Geçen
hafta sonu tüm Türkiye, Şükrü Saracoğlu Stadı'ndaki Süper Lig'in final maçına kilitlenmişti. Ancak 90 dakikanın ardından, maç sonucundan daha çok maç sonrasında çıkan olaylar konuşuldu. Fenerbahçeli taraftarlar, önce özel güvenlikçilere ve gazetecilere, ardından da polise saldırdı. Milyonlarca liralık ekipmanları hasar gören foto-muhabirlerin zararlarının kimler tarafından karşılanacağı belli değil. Statta ışıklar kapatıldı, çimler sulandı; kupa töreninin yapılmaması için çaba harcandı. Olaylar sonrası Galatasaray Başkanı Ünal Aysal "Şükrü Saracoğlu Stadı'nda 5 bin holigan, 45 bin Fenerliye zulmetti. Ama biz bunlardan Fenerbahçe'yi sorumlu tutamayız. Fenerbahçe ile Galatasaray kulüplerinin, kuruluşlarına varan büyük bir dostluğu var. Fenerbahçe bizim en büyük sırdaşımız, dostumuzdur," demişti. Biz de gerçekten öyle mi diye tarihe baktık. İmdadımıza merhum yazar Ergun Göze'nin eşi, 82 yaşındaki yazar Hicran Göze'nin kütüphanesi yetişti. Kendisi de Kadıköy-Modalı olan Hicran Göze "Bizim çocukluğumuzda, gençliğimizde bu iki kulübün futbolcuları yakın arkadaştı, kardeş gibiydi. Fenerbahçelilerin, Galatasaraylıların statta kupa almalarına engel olmaya çalışmalarını anlayamadım. Maç sonrası yaşanan olayları izlerken gözlerime inanamadım," diyerek, kütüphanesinden Adnan Giz'in İletişim Yayınları'dan çıkan
Bir Zamanlar Kadıköy kitabını çıkardı. Adnan Giz kitabındaki 'Kadıköy'de Galatasaraylılar' başlıklı bölümde, Galatasaray'ın ilk kurulduğu yıllarda yaşadığı saha sıkıntısını Fenerbahçe sayesinde aştığını şöyle anlatıyor:
Böyle bir tabloyu ancak rüyamızda görebiliriz!
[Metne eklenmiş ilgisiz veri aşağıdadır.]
//! Configuration for genflow runs.
//!
//! Every section deserializes with defaults, so a partial JSON document (or
//! none at all) yields a usable configuration. Environment overrides are
//! applied on top with [`GenflowConfig::apply_env`].

use crate::errors::GenflowError;
use crate::manifest::{DEFAULT_CLOSE_TAG, DEFAULT_OPEN_TAG};
use crate::pipeline::RetryConfig;
use serde::{Deserialize, Serialize};
use std::path::Path;

/// Environment variable overriding [`GenflowConfig::model_id`].
pub const ENV_MODEL: &str = "GENFLOW_MODEL";
/// Environment variable overriding [`RetryConfig::max_retries`].
pub const ENV_MAX_RETRIES: &str = "GENFLOW_MAX_RETRIES";
/// Environment variable overriding [`RetryConfig::base_delay_ms`].
pub const ENV_RETRY_BASE_DELAY_MS: &str = "GENFLOW_RETRY_BASE_DELAY_MS";
/// Environment variable overriding [`MaterializeConfig::rollback_on_failure`].
pub const ENV_ROLLBACK: &str = "GENFLOW_ROLLBACK";

/// Top-level configuration.
#[derive(Debug, Clone, PartialEq, Eq, Serialize, Deserialize)]
pub struct GenflowConfig {
    /// Model identifier passed to the model client.
    #[serde(default = "default_model_id")]
    pub model_id: String,
    /// Retry policy for stages and model calls.
    #[serde(default)]
    pub retry: RetryConfig,
    /// Manifest block sentinels.
    #[serde(default)]
    pub manifest: ManifestConfig,
    /// Extension-less dependency resolution.
    #[serde(default)]
    pub resolution: ResolutionConfig,
    /// Materialization behavior.
    #[serde(default)]
    pub materialize: MaterializeConfig,
}

fn default_model_id() -> String {
    "default".to_string()
}

impl Default for GenflowConfig {
    fn default() -> Self {
        Self {
            model_id: default_model_id(),
            retry: RetryConfig::default(),
            manifest: ManifestConfig::default(),
            resolution: ResolutionConfig::default(),
            materialize: MaterializeConfig::default(),
        }
    }
}

impl GenflowConfig {
    /// Creates a configuration with defaults.
    #[must_use]
    pub fn new() -> Self {
        Self::default()
    }

    /// Parses a JSON configuration document.
    pub fn from_json_str(json: &str) -> Result<Self, GenflowError> {
        serde_json::from_str(json).map_err(GenflowError::from)
    }

    /// Reads and parses a JSON configuration file.
    pub fn from_json_file(path: impl AsRef<Path>) -> Result<Self, GenflowError> {
        let path = path.as_ref();
        let text = std::fs::read_to_string(path).map_err(|e| GenflowError::io(path, e))?;
        Self::from_json_str(&text)
    }

    /// Applies overrides from the process environment.
    pub fn apply_env(self) -> Result<Self, GenflowError> {
        self.apply_env_from(|key| std::env::var(key).ok())
    }

    /// Applies overrides from an arbitrary variable lookup.
    pub fn apply_env_from<F>(mut self, lookup: F) -> Result<Self, GenflowError>
    where
        F: Fn(&str) -> Option<String>,
    {
        if let Some(model) = lookup(ENV_MODEL) {
            self.model_id = model;
        }
        if let Some(value) = lookup(ENV_MAX_RETRIES) {
            self.retry.max_retries = parse_env(ENV_MAX_RETRIES, &value)?;
        }
        if let Some(value) = lookup(ENV_RETRY_BASE_DELAY_MS) {
            self.retry.base_delay_ms = parse_env(ENV_RETRY_BASE_DELAY_MS, &value)?;
        }
        if let Some(value) = lookup(ENV_ROLLBACK) {
            self.materialize.rollback_on_failure = parse_bool(ENV_ROLLBACK, &value)?;
        }
        Ok(self)
    }

    /// Sets the model identifier.
    #[must_use]
    pub fn with_model_id(mut self, model_id: impl Into<String>) -> Self {
        self.model_id = model_id.into();
        self
    }

    /// Sets the retry policy.
    #[must_use]
    pub fn with_retry(mut self, retry: RetryConfig) -> Self {
        self.retry = retry;
        self
    }

    /// Sets the manifest sentinels.
    #[must_use]
    pub fn with_manifest(mut self, manifest: ManifestConfig) -> Self {
        self.manifest = manifest;
        self
    }

    /// Sets the resolution convention.
    #[must_use]
    pub fn with_resolution(mut self, resolution: ResolutionConfig) -> Self {
        self.resolution = resolution;
        self
    }

    /// Sets the materialization behavior.
    #[must_use]
    pub const fn with_rollback(mut self, rollback_on_failure: bool) -> Self {
        self.materialize.rollback_on_failure = rollback_on_failure;
        self
    }
}

fn parse_env<T: std::str::FromStr>(key: &str, value: &str) -> Result<T, GenflowError> {
    value
        .trim()
        .parse()
        .map_err(|_| GenflowError::Validation(format!("{key}: invalid value '{value}'")))
}

fn parse_bool(key: &str, value: &str) -> Result<bool, GenflowError> {
    match value.trim().to_ascii_lowercase().as_str() {
        "1" | "true" | "yes" | "on" => Ok(true),
        "0" | "false" | "no" | "off" => Ok(false),
        _ => Err(GenflowError::Validation(format!(
            "{key}: expected a boolean, got '{value}'"
        ))),
    }
}

/// Sentinels delimiting the manifest block.
#[derive(Debug, Clone, PartialEq, Eq, Serialize, Deserialize)]
pub struct ManifestConfig {
    /// Opening sentinel.
    #[serde(default = "default_open_tag")]
    pub open_tag: String,
    /// Closing sentinel.
    #[serde(default = "default_close_tag")]
    pub close_tag: String,
}

fn default_open_tag() -> String {
    DEFAULT_OPEN_TAG.to_string()
}

fn default_close_tag() -> String {
    DEFAULT_CLOSE_TAG.to_string()
}

impl Default for ManifestConfig {
    fn default() -> Self {
        Self {
            open_tag: default_open_tag(),
            close_tag: default_close_tag(),
        }
    }
}

impl ManifestConfig {
    /// Sets both sentinels.
    #[must_use]
    pub fn with_tags(mut self, open_tag: impl Into<String>, close_tag: impl Into<String>) -> Self {
        self.open_tag = open_tag.into();
        self.close_tag = close_tag.into();
        self
    }
}

/// Default-file convention for extension-less dependency specifiers.
#[derive(Debug, Clone, PartialEq, Eq, Serialize, Deserialize)]
pub struct ResolutionConfig {
    /// Stem of a directory's default file.
    #[serde(default = "default_index_stem")]
    pub index_stem: String,
    /// Extensions tried, in order.
    #[serde(default = "default_extensions")]
    pub extensions: Vec<String>,
}

fn default_index_stem() -> String {
    "index".to_string()
}

fn default_extensions() -> Vec<String> {
    ["tsx", "ts", "jsx", "js"].map(String::from).to_vec()
}

impl Default for ResolutionConfig {
    fn default() -> Self {
        Self {
            index_stem: default_index_stem(),
            extensions: default_extensions(),
        }
    }
}

/// Materialization behavior.
#[derive(Debug, Clone, Copy, PartialEq, Eq, Serialize, Deserialize)]
pub struct MaterializeConfig {
    /// Undo completed writes when a later one fails.
    #[serde(default = "default_rollback")]
    pub rollback_on_failure: bool,
}

const fn default_rollback() -> bool {
    true
}

impl Default for MaterializeConfig {
    fn default() -> Self {
        Self {
            rollback_on_failure: default_rollback(),
        }
    }
}

#[cfg(test)]
mod tests {
    use super::*;
    use pretty_assertions::assert_eq;
    use std::collections::HashMap;

    #[test]
    fn test_defaults() {
        let config = GenflowConfig::default();
        assert_eq!(config.retry.max_retries, 3);
        assert_eq!(config.retry.base_delay_ms, 1000);
        assert_eq!(config.manifest.open_tag, "<file_manifest>");
        assert_eq!(config.resolution.extensions, vec!["tsx", "ts", "jsx", "js"]);
        assert!(config.materialize.rollback_on_failure);
    }

    #[test]
    fn test_partial_json_keeps_defaults() {
        let config = GenflowConfig::from_json_str(
            r#"{"model_id": "m-1", "retry": {"max_retries": 5}, "materialize": {"rollback_on_failure": false}}"#,
        )
        .unwrap();

        assert_eq!(config.model_id, "m-1");
        assert_eq!(config.retry.max_retries, 5);
        assert_eq!(config.retry.base_delay_ms, 1000);
        assert!(!config.materialize.rollback_on_failure);
        assert_eq!(config.resolution, ResolutionConfig::default());
    }

    #[test]
    fn test_from_json_file() {
        let dir = tempfile::tempdir().unwrap();
        let path = dir.path().join("genflow.json");
        std::fs::write(&path, r#"{"manifest": {"open_tag": "<m>", "close_tag": "</m>"}}"#).unwrap();

        let config = GenflowConfig::from_json_file(&path).unwrap();
        assert_eq!(config.manifest.open_tag, "<m>");

        let missing = GenflowConfig::from_json_file(dir.path().join("absent.json"));
        assert!(matches!(missing, Err(GenflowError::Io { .. })));
    }

    #[test]
    fn test_env_overrides() {
        let vars: HashMap<&str, &str> = HashMap::from([
            (ENV_MODEL, "big-model"),
            (ENV_MAX_RETRIES, "1"),
            (ENV_RETRY_BASE_DELAY_MS, "10"),
            (ENV_ROLLBACK, "off"),
        ]);

        let config = GenflowConfig::default()
            .apply_env_from(|key| vars.get(key).map(ToString::to_string))
            .unwrap();

        assert_eq!(config.model_id, "big-model");
        assert_eq!(config.retry.max_retries, 1);
        assert_eq!(config.retry.base_delay_ms, 10);
        assert!(!config.materialize.rollback_on_failure);
    }

    #[test]
    fn test_invalid_env_value() {
        let result = GenflowConfig::default()
            .apply_env_from(|key| (key == ENV_MAX_RETRIES).then(|| "many".to_string()));
        assert!(matches!(result, Err(GenflowError::Validation(_))));
    }
}
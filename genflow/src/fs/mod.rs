//! Filesystem access for materialization.
//!
//! All writes go through the [`FileSystem`] trait so that materialization can
//! run against disk ([`LocalFileSystem`]) or memory
//! ([`InMemoryFileSystem`](crate::testing::InMemoryFileSystem)).

mod content;
mod materializer;
pub mod safety;
mod write_log;

pub use content::{ContentProducer, FileRequest, ModelContentProducer, PlaceholderContent};
pub use materializer::{FileMaterializer, MaterializationReport, WrittenFile};
pub use safety::ensure_within_root;
pub use write_log::WriteLog;

use crate::errors::GenflowError;
use async_trait::async_trait;
use std::path::Path;

/// Asynchronous filesystem primitives.
#[async_trait]
pub trait FileSystem: Send + Sync {
    /// Creates `path` and every missing ancestor.
    async fn create_dir_all(&self, path: &Path) -> Result<(), GenflowError>;

    /// Writes `contents` to `path`, replacing any existing file.
    async fn write_file(&self, path: &Path, contents: &[u8]) -> Result<(), GenflowError>;

    /// Returns true if `path` is an existing file.
    async fn file_exists(&self, path: &Path) -> bool;

    /// Returns true if `path` is an existing directory.
    async fn dir_exists(&self, path: &Path) -> bool;

    /// Reads the file at `path`.
    async fn read_file(&self, path: &Path) -> Result<Vec<u8>, GenflowError>;

    /// Removes the file at `path`.
    async fn remove_file(&self, path: &Path) -> Result<(), GenflowError>;

    /// Removes the empty directory at `path`.
    async fn remove_dir(&self, path: &Path) -> Result<(), GenflowError>;
}

/// The local disk, through `tokio::fs`.
#[derive(Debug, Clone, Copy, Default)]
pub struct LocalFileSystem;

impl LocalFileSystem {
    /// Creates a local filesystem handle.
    #[must_use]
    pub const fn new() -> Self {
        Self
    }
}

#[async_trait]
impl FileSystem for LocalFileSystem {
    async fn create_dir_all(&self, path: &Path) -> Result<(), GenflowError> {
        tokio::fs::create_dir_all(path)
            .await
            .map_err(|e| GenflowError::io(path, e))
    }

    async fn write_file(&self, path: &Path, contents: &[u8]) -> Result<(), GenflowError> {
        tokio::fs::write(path, contents)
            .await
            .map_err(|e| GenflowError::io(path, e))
    }

    async fn file_exists(&self, path: &Path) -> bool {
        tokio::fs::metadata(path).await.is_ok_and(|m| m.is_file())
    }

    async fn dir_exists(&self, path: &Path) -> bool {
        tokio::fs::metadata(path).await.is_ok_and(|m| m.is_dir())
    }

    async fn read_file(&self, path: &Path) -> Result<Vec<u8>, GenflowError> {
        tokio::fs::read(path).await.map_err(|e| GenflowError::io(path, e))
    }

    async fn remove_file(&self, path: &Path) -> Result<(), GenflowError> {
        tokio::fs::remove_file(path)
            .await
            .map_err(|e| GenflowError::io(path, e))
    }

    async fn remove_dir(&self, path: &Path) -> Result<(), GenflowError> {
        tokio::fs::remove_dir(path)
            .await
            .map_err(|e| GenflowError::io(path, e))
    }
}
"Futbolun Kadıköy'de gelişmesinde çayırların etkisi vardı. Fenerbahçe'nin ezeli rakibi Galatasaray, ilk yıllarda lokal ve saha sıkıntısı çektiğinden onlar da Kadıköy'ün yolunu tutacaktı. 1905'te Galatasaray Sultanisi'nde doğan kulübün oyuncuları antrenman için Grande Cour'dan yararlanırlardı. 1906'da Gazhane Çayırı'nı kiraladılar. Kuşdili'nde Lazar'ın kahvesinde soyunup giyinirlerdi... Kulübün kurucusu ve 1 No'lu üyesi Ali Sami Yen, Kandilli'de doğmuş, çocukluk ve ilk gençlik yıllarını Erenköy'de geçirmişti. Ali Sami Yen, Galatasaray Lisesi'nde futbol oynamaya başlayıp Galatasaray kulübünü kurarak ilk başkanlık görevini de üstlendi... Yine kulübüne yıllarca hizmet veren Muslih Peykoğlu (1905-1960) son yıllarını Moda'da geçirmişti. Galatasaray'a son derece bağlı olan Divan Üyesi Aziz Çınar Bey, Feneryolu'nda doğmuş ve yaşamıştı. Futbolculardan Bek Burhan Atak kulüple aynı tarihte dünyaya gelmiş eski bir Kadıköylüdür." Galatasaray'ın unutulmaz efsanesi Metin Oktay, 1969 yılında futbolu bırakırken jübile maçını Fenerbahçe'ye karşısında oynamak ister. Fenerbahçe yöneticisi Eşref Aydın'a "Ben kariyerimin en güzel, en unutulmaz maçlarını Fenerbahçe'ye karşı oynadım. Eğer siz de kabul ederseniz, son maçımı da Fenerbahçe'ye karşı oynamak isterim," der. Fenerbahçeli yönetici bunu tek bir şartla kabul edeceklerini söyler ve "Fenerbahçe kulübü ve taraftarı her zaman sana hayrandı ve seni Fenerbahçe forması ile görmek isterlerdi. Jübilende 10 dakikalığına Fenerbahçe formasını giyer misin?" talebinde bulunur. Metin Oktay "Şeref duyarım," yanıtını verince, jübile maçında Fenerbahçe'nin kendisi gibi efsanelerinden olan Can Bartu ile formalarını değiştirirler. GS Store'larda şu an futbol oynayan futbolculardan forması daha çok satılan Metin Oktay, yıllar sonra kendisinin ağları yırtan golünün hatırlatılması üzerine "O gol hâlâ hatırlanıyor ise bu Fenerbahçe'nin büyüklüğünden dolayıdır," yanıtını verir. Şampiyonluk maçı sonrası büyük olaylar yaşanan biber gazı dolmuş koridorları geçip Galatasaraylı meslektaşlarını tebrik etmek için rakip soyunma odasına giden bir Fenerbahçe efsanesi Alex de Souza'yı Galatasaray formasıyla görebilir miyiz jübilesinde?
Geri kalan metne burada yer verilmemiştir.